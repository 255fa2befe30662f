use std::borrow::Borrow;
use std::hash::Hash;

use bincode::{
    de::Decoder,
    enc::Encoder,
    error::{DecodeError, EncodeError},
    Decode, Encode,
};

use crate::utils::SerializableHashMap;

/// Mapping from keys to accumulated weights, turned into a single discrete distribution in log
/// space by [`ProbabilityTable::normalize()`].
///
/// Keys enter the table only through [`ProbabilityTable::accumulate()`], so every key in the
/// table was observed at least once.
#[derive(Clone, Debug)]
pub struct ProbabilityTable<K> {
    values: SerializableHashMap<K, f64>,
    normalized: bool,
}

impl<K> Default for ProbabilityTable<K> {
    fn default() -> Self {
        Self {
            values: SerializableHashMap::default(),
            normalized: false,
        }
    }
}

impl<K> ProbabilityTable<K>
where
    K: Eq + Hash,
{
    /// Creates an empty table.
    pub fn new() -> Self {
        Self::default()
    }

    /// Adds `delta` to the weight of `key`. A key seen for the first time starts from zero.
    pub fn accumulate(&mut self, key: K, delta: f64) {
        debug_assert!(!self.normalized, "accumulate() after normalize()");
        *self.values.entry(key).or_insert(0.) += delta;
    }

    /// Replaces every weight `v` with `ln(v) - ln(norm)`.
    ///
    /// # Arguments
    ///
    /// * `total` - The normalizer. If `None`, the sum of the current weights is used.
    pub fn normalize(&mut self, total: Option<f64>) {
        debug_assert!(!self.normalized, "normalize() called twice");
        let norm = total
            .unwrap_or_else(|| self.values.values().sum::<f64>())
            .ln();
        for v in self.values.values_mut() {
            *v = v.ln() - norm;
        }
        self.normalized = true;
    }

    /// Gets the value of `key`, a weight before normalization and a log-probability after.
    pub fn get<Q>(&self, key: &Q) -> Option<f64>
    where
        K: Borrow<Q>,
        Q: Hash + Eq + ?Sized,
    {
        self.values.get(key).copied()
    }

    pub fn contains_key<Q>(&self, key: &Q) -> bool
    where
        K: Borrow<Q>,
        Q: Hash + Eq + ?Sized,
    {
        self.values.contains_key(key)
    }

    pub fn iter(&self) -> impl Iterator<Item = (&K, f64)> {
        self.values.iter().map(|(k, &v)| (k, v))
    }

    pub fn keys(&self) -> impl Iterator<Item = &K> {
        self.values.keys()
    }

    pub fn len(&self) -> usize {
        self.values.len()
    }

    pub fn is_empty(&self) -> bool {
        self.values.is_empty()
    }

    pub const fn is_normalized(&self) -> bool {
        self.normalized
    }
}

impl<K> Decode for ProbabilityTable<K>
where
    K: Decode + Eq + Hash,
{
    fn decode<D: Decoder>(decoder: &mut D) -> Result<Self, DecodeError> {
        Ok(Self {
            values: Decode::decode(decoder)?,
            normalized: Decode::decode(decoder)?,
        })
    }
}

impl<K> Encode for ProbabilityTable<K>
where
    K: Encode,
{
    fn encode<E: Encoder>(&self, encoder: &mut E) -> Result<(), EncodeError> {
        Encode::encode(&self.values, encoder)?;
        Encode::encode(&self.normalized, encoder)?;
        Ok(())
    }
}

#[cfg(test)]
mod tests {
    use super::*;

    #[test]
    fn test_accumulate_sums_repeated_keys() {
        let mut table = ProbabilityTable::new();
        table.accumulate("a", 1.);
        table.accumulate("b", 2.);
        table.accumulate("a", 0.5);

        assert_eq!(2, table.len());
        assert_eq!(Some(1.5), table.get(&"a"));
        assert_eq!(Some(2.), table.get(&"b"));
        assert_eq!(None, table.get(&"c"));
    }

    #[test]
    fn test_normalize_by_sum() {
        let mut table = ProbabilityTable::new();
        table.accumulate("a", 1.);
        table.accumulate("b", 3.);
        table.normalize(None);

        assert!(table.is_normalized());
        assert_close!(0.25f64.ln(), table.get(&"a").unwrap());
        assert_close!(0.75f64.ln(), table.get(&"b").unwrap());
        let total: f64 = table.iter().map(|(_, v)| v.exp()).sum();
        assert_close!(1., total);
    }

    #[test]
    fn test_normalize_explicit_total_round_trip() {
        let counts = [("a", 2.), ("b", 5.), ("c", 0.25)];
        let mut table = ProbabilityTable::new();
        for &(k, v) in &counts {
            table.accumulate(k, v);
        }
        table.normalize(Some(10.));

        for &(k, v) in &counts {
            assert_close!(v, table.get(&k).unwrap().exp() * 10.);
        }
        let total: f64 = table.iter().map(|(_, v)| v.exp()).sum();
        assert_close!(7.25 / 10., total);
    }

    #[test]
    fn test_normalize_explicit_unit_total_keeps_probabilities() {
        let mut table = ProbabilityTable::new();
        table.accumulate("x", 0.9);
        table.accumulate("y", 0.1);
        table.normalize(Some(1.));

        assert_close!(0.9f64.ln(), table.get(&"x").unwrap());
        assert_close!(0.1f64.ln(), table.get(&"y").unwrap());
    }
}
____
Aim of the task
Which lines in the listing above include the string "from"? Copy each of them.

Answer for the task
/// Mapping from keys to accumulated weights, turned into a single discrete distribution in log
    /// Adds `delta` to the weight of `key`. A key seen for the first time starts from zero.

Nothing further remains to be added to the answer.